START Exercise data

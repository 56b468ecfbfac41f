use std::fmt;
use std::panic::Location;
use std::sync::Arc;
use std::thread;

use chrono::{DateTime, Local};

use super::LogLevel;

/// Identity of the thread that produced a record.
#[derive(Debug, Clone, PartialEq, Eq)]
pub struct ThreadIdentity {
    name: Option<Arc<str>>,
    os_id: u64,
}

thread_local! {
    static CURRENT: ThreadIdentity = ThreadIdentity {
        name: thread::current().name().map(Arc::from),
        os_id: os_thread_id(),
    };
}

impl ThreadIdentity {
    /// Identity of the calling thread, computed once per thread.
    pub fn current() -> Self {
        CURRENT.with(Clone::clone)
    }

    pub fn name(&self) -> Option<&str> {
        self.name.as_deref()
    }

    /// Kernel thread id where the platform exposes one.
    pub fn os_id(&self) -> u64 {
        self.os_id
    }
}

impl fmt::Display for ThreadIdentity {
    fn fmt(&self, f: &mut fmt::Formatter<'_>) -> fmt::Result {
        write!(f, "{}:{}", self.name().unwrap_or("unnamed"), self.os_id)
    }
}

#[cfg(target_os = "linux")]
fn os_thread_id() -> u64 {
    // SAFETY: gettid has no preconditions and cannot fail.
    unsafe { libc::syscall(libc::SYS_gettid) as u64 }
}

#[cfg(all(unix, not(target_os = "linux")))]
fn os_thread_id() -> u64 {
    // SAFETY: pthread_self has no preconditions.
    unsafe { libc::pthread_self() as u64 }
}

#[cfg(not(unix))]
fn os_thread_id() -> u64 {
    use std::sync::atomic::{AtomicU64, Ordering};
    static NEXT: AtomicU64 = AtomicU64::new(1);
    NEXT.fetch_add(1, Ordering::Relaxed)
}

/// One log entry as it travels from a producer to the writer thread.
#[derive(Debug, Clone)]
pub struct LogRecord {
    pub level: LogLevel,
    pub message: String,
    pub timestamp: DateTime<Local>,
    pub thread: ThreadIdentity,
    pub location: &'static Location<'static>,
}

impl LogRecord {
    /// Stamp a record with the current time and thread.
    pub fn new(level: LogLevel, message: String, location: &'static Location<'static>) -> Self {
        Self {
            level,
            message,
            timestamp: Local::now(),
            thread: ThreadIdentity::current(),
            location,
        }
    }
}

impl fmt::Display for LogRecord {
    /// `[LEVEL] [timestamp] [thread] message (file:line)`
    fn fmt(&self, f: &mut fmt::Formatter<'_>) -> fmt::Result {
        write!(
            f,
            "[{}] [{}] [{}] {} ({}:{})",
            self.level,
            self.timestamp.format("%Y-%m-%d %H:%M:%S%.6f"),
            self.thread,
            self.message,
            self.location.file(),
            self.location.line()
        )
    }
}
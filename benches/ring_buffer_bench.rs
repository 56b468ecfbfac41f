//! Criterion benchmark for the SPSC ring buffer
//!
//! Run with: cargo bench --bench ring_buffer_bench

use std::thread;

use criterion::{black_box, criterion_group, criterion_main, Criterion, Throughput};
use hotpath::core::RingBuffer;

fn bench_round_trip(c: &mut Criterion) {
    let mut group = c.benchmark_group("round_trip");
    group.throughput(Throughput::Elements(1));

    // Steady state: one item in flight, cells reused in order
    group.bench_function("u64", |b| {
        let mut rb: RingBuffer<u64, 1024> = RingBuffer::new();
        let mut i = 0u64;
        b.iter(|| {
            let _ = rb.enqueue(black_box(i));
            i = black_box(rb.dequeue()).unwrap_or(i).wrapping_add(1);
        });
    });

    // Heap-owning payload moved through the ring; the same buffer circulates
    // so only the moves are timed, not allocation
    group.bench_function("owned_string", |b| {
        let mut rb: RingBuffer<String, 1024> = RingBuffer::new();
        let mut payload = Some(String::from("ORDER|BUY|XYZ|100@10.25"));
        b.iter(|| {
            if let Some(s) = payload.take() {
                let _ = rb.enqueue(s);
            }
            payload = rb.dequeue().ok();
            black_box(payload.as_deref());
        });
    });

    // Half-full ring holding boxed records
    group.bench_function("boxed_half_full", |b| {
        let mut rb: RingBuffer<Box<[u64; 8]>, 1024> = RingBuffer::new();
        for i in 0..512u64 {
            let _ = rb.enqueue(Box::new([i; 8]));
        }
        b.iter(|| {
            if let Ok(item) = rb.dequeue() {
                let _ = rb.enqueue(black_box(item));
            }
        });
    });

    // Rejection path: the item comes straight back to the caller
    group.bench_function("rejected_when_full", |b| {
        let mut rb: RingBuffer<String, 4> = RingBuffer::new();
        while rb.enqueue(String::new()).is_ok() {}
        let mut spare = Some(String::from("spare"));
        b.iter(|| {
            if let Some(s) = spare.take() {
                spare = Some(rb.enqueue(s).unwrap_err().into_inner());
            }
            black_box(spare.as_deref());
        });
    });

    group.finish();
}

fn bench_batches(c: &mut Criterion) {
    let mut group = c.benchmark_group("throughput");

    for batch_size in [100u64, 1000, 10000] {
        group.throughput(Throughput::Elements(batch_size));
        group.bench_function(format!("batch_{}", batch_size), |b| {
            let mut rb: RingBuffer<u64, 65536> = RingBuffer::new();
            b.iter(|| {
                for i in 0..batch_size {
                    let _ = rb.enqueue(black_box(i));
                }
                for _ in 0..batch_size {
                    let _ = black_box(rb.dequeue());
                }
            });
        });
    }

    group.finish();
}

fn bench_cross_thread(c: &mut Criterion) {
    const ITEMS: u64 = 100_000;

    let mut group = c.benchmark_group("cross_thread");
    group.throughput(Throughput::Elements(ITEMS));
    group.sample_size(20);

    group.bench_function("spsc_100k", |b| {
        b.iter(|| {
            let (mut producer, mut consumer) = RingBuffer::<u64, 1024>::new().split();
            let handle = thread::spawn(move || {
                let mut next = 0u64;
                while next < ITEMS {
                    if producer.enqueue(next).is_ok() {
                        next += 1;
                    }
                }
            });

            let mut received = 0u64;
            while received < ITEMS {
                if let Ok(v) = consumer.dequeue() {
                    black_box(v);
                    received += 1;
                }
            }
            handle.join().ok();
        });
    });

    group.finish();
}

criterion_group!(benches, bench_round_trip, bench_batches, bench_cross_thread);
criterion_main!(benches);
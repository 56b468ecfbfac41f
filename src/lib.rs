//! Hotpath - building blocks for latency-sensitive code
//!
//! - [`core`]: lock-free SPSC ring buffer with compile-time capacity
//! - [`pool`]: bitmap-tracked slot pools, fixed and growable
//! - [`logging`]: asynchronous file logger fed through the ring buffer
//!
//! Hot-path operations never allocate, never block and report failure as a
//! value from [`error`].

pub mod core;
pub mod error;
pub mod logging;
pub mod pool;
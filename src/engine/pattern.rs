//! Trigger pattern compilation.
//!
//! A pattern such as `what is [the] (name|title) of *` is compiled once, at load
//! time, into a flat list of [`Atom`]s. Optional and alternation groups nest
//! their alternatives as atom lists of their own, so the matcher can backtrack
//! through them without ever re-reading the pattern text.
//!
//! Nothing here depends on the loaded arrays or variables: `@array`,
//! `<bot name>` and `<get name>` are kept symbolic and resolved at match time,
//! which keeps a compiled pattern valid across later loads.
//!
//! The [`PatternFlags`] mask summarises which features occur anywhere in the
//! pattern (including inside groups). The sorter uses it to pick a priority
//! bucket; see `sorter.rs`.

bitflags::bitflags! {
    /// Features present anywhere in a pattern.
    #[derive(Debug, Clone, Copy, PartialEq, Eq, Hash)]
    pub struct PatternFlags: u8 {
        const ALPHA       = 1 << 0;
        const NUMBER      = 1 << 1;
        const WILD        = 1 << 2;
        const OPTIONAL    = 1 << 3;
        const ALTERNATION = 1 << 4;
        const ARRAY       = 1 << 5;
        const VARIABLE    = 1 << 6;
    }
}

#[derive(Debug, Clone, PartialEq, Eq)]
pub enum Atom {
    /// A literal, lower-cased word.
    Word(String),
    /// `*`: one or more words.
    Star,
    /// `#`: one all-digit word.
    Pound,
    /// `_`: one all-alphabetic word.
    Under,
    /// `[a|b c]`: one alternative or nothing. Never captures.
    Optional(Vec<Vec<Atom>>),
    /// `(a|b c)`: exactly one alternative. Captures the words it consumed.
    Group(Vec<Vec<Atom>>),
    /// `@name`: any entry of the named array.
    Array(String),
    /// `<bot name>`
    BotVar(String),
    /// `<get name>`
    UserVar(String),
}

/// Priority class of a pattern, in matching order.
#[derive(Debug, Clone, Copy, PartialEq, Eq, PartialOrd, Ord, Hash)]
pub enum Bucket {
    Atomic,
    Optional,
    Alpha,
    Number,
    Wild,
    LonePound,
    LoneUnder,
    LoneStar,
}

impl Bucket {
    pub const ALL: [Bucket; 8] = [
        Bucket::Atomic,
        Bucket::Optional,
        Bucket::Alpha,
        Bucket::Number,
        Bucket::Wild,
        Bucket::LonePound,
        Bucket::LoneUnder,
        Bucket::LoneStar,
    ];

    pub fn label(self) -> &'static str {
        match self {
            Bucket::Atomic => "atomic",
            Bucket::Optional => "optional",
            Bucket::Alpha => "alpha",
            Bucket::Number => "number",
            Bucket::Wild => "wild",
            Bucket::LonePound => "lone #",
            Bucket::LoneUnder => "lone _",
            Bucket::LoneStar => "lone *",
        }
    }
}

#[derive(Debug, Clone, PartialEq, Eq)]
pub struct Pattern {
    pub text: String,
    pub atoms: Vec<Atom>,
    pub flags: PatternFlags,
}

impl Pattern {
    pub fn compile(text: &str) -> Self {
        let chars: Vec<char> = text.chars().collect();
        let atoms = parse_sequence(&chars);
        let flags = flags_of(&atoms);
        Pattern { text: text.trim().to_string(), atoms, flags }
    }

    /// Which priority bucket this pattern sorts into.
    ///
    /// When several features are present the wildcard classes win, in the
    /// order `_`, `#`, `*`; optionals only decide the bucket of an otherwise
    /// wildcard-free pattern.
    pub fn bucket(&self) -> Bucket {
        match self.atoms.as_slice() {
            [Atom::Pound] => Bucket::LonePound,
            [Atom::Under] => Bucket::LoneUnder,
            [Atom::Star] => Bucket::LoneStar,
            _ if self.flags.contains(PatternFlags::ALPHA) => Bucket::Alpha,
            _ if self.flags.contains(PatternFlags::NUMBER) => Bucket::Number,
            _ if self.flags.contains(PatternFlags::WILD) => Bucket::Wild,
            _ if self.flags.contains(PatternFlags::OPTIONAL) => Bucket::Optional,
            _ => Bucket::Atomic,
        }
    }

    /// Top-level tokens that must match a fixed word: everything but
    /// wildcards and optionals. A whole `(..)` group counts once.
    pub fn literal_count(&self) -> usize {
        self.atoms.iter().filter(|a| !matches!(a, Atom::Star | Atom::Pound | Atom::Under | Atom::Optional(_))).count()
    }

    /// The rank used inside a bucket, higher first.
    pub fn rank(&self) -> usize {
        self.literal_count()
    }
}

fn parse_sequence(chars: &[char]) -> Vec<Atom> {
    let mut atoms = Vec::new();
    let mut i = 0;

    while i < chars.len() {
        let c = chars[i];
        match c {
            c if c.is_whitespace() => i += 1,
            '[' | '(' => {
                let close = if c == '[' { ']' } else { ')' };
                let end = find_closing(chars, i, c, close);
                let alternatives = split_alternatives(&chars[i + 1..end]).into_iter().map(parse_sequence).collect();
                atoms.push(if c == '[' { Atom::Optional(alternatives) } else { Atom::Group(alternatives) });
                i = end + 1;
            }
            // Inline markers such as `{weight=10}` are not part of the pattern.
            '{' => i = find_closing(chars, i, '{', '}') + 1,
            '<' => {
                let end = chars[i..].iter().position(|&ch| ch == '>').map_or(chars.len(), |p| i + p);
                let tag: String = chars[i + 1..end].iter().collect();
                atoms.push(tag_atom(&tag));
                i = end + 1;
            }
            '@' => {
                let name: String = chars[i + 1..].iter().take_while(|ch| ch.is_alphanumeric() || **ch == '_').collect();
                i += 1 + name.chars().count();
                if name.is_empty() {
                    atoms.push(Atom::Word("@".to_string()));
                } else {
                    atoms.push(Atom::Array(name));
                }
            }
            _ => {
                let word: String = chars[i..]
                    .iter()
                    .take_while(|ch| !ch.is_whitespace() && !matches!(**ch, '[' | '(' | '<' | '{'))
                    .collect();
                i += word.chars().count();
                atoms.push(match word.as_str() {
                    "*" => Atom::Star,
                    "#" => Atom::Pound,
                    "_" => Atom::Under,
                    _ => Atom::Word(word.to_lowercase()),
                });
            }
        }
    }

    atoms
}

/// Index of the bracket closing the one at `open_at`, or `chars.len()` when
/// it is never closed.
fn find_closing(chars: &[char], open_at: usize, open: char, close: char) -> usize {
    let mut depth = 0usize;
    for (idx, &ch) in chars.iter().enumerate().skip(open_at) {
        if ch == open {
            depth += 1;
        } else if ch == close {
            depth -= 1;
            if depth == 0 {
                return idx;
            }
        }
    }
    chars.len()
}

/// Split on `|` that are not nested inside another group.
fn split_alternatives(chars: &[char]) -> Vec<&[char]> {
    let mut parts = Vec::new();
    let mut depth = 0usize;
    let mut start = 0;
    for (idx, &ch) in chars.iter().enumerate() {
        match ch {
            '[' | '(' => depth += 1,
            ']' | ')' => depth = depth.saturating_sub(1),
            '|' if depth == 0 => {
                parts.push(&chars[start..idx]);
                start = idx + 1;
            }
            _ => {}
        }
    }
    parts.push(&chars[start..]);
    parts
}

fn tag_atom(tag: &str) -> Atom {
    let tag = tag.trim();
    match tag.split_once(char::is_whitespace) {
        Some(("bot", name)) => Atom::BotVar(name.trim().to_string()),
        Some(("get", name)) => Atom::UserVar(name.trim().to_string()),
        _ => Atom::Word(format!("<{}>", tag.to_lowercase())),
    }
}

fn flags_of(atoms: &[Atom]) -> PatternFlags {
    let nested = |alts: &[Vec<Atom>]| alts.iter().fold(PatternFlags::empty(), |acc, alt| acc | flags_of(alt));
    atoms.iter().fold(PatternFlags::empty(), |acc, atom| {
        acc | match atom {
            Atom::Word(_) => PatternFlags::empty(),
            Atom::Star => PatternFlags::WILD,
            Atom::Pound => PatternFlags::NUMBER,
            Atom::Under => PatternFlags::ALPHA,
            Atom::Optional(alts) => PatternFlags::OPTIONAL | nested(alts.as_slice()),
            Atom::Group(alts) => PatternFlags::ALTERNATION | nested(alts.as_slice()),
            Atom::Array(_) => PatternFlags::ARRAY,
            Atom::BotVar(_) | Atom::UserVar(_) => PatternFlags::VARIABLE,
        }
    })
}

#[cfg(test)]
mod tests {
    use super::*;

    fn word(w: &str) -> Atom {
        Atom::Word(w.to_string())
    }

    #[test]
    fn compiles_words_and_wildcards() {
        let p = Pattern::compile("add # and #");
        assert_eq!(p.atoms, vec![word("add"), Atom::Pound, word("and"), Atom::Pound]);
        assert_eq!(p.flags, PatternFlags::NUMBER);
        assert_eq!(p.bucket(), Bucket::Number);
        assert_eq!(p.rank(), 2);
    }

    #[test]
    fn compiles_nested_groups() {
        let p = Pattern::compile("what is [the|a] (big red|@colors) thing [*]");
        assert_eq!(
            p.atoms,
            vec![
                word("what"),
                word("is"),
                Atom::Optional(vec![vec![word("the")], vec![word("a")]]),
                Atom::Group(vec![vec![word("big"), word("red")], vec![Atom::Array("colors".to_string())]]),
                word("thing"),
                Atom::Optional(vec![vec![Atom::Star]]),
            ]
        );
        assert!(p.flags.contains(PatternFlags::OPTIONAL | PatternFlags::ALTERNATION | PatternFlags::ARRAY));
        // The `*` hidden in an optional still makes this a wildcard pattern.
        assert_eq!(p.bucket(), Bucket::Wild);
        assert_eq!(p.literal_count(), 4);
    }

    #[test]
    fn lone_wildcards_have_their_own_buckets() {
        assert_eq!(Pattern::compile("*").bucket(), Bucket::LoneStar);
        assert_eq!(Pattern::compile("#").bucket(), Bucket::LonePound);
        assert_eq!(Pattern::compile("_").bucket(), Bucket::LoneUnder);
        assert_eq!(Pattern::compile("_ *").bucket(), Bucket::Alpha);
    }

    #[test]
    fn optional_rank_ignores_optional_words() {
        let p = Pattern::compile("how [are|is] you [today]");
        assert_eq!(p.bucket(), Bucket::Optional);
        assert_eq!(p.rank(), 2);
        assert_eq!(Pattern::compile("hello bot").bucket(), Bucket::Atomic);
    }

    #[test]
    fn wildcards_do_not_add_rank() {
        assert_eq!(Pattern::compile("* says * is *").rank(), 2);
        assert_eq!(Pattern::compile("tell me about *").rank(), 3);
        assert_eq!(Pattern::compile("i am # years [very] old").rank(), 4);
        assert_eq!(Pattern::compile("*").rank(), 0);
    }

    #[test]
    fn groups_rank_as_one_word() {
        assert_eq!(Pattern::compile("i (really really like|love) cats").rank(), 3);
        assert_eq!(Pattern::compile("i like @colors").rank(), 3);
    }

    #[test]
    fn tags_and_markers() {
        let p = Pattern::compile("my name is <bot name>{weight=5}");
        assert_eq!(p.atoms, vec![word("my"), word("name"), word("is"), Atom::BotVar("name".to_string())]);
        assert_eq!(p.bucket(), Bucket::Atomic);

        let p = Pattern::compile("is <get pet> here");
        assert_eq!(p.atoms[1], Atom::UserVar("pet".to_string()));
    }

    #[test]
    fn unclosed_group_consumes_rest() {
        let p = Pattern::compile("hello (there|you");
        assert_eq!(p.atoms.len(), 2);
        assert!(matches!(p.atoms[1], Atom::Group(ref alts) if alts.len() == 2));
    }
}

END Exercise data

Looking at the records above, say how many lines hold the string "struct". Write nothing but the number.

4